INSTRUCTIONS FOR THE TASK | Copy each line of the records below that mentions the word "RequestHandle".

== SOURCE INFORMATION

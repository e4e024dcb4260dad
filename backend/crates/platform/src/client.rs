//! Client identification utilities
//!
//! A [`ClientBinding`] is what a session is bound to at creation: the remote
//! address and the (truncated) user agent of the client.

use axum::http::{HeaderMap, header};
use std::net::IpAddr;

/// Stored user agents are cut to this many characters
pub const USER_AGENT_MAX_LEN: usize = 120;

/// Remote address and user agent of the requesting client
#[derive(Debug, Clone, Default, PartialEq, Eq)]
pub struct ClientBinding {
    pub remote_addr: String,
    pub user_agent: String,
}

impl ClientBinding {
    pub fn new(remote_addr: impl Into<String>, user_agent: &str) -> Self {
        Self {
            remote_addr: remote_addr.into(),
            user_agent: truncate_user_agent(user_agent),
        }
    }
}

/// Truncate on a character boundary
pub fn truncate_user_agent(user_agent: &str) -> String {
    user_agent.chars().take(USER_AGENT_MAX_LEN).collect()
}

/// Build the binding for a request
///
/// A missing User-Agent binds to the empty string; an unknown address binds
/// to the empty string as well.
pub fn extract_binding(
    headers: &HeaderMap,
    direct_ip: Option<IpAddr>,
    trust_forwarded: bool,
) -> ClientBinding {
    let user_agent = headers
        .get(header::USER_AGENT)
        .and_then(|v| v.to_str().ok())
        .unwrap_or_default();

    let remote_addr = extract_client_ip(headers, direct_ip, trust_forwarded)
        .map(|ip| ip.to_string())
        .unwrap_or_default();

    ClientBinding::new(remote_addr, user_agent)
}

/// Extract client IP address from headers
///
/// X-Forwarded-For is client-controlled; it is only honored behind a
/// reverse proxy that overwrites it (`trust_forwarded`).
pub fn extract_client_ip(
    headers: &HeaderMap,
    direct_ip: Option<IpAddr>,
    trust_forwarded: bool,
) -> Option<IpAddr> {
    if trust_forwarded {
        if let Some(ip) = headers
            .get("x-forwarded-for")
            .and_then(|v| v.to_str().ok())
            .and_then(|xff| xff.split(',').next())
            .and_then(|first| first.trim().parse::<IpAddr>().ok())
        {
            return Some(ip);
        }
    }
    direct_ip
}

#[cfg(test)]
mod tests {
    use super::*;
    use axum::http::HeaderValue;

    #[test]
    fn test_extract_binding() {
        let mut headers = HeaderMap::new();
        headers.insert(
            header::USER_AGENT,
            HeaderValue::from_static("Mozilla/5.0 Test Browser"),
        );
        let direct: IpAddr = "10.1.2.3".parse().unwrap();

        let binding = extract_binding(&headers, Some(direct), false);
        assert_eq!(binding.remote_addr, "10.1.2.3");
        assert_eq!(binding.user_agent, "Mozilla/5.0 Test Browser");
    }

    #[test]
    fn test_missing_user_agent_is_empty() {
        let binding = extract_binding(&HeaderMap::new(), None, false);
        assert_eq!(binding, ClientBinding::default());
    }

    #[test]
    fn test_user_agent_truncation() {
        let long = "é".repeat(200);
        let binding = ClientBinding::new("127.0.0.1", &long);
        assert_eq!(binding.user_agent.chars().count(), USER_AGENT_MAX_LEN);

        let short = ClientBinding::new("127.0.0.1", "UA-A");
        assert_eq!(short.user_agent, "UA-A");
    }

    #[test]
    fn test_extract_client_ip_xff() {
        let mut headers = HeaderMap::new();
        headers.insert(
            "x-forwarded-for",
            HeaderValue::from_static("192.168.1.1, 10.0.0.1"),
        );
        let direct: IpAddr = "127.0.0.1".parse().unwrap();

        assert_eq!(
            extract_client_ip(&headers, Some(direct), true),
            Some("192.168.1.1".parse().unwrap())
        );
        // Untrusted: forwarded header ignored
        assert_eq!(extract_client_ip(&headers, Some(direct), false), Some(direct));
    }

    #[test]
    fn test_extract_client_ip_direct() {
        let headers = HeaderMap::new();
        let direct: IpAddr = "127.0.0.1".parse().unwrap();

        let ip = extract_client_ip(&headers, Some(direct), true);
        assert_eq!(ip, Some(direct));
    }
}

====
== SOURCE INFORMATION

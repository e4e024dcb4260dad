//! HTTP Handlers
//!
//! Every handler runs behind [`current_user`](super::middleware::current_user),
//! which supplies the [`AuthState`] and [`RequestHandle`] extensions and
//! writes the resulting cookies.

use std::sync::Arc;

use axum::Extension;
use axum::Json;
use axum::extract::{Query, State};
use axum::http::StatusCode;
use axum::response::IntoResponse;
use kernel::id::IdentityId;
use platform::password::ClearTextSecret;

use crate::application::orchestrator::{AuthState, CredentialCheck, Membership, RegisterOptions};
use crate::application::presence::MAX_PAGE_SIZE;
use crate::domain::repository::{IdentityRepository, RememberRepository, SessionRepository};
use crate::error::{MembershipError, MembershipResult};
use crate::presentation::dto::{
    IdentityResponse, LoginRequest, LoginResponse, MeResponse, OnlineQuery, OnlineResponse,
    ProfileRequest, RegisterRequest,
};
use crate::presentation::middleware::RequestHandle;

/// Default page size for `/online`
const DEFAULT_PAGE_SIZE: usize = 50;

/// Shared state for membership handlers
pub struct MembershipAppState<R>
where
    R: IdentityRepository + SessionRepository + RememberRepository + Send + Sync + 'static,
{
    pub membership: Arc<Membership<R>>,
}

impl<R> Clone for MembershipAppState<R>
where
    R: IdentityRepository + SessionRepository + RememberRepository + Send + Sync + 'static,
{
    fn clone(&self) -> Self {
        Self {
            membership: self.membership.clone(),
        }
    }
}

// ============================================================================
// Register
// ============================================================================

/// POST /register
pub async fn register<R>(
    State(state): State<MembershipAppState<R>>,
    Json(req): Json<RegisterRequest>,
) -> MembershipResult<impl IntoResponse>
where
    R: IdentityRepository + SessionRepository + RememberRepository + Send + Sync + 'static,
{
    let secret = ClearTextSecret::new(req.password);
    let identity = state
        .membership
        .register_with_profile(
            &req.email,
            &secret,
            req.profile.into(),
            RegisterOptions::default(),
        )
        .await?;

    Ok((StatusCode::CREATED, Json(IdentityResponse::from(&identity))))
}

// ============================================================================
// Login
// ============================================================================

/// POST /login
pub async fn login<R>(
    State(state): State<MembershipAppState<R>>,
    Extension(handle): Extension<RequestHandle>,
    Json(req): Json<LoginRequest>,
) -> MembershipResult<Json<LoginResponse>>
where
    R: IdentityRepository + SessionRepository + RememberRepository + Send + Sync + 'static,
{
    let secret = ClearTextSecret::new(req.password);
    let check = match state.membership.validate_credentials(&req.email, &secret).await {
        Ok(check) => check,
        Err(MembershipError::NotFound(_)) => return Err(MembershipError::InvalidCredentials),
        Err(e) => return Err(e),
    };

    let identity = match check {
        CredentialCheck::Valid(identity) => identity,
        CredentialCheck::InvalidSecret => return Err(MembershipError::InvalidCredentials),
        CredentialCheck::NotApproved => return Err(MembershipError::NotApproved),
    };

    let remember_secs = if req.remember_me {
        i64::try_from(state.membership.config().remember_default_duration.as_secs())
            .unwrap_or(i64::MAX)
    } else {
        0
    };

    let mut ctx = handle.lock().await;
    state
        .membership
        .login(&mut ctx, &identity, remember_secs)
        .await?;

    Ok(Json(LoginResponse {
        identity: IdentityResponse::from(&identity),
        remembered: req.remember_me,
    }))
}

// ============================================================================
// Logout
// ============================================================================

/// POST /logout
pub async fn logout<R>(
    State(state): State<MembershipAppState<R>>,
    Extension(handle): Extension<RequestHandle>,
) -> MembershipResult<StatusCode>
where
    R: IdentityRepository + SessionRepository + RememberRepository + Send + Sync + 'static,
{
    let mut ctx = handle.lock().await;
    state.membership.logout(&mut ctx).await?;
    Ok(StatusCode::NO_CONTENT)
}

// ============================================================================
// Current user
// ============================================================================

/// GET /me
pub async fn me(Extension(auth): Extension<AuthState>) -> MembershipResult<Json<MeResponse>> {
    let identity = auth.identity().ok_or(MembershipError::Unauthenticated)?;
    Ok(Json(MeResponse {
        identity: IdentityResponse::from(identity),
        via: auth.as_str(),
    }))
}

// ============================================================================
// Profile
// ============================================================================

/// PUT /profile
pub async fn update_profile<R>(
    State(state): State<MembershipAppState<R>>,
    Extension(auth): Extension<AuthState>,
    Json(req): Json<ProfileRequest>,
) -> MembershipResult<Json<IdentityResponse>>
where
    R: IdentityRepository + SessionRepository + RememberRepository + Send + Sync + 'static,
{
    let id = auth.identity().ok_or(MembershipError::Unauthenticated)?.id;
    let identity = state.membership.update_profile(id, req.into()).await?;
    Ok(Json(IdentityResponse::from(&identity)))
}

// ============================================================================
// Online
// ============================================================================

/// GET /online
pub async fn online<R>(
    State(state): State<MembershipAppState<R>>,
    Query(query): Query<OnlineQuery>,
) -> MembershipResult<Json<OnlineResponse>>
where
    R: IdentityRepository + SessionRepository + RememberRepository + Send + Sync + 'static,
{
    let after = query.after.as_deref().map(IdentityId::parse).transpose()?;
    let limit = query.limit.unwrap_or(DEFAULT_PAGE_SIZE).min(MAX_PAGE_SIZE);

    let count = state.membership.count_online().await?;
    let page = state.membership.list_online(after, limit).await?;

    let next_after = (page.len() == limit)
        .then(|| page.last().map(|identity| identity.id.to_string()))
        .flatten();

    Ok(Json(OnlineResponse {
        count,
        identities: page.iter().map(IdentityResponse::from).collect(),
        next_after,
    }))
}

====

EXPECTED ANSWER |
//! which supplies the [`AuthState`] and [`RequestHandle`] extensions and
use crate::presentation::middleware::RequestHandle;
    Extension(handle): Extension<RequestHandle>,
    Extension(handle): Extension<RequestHandle>,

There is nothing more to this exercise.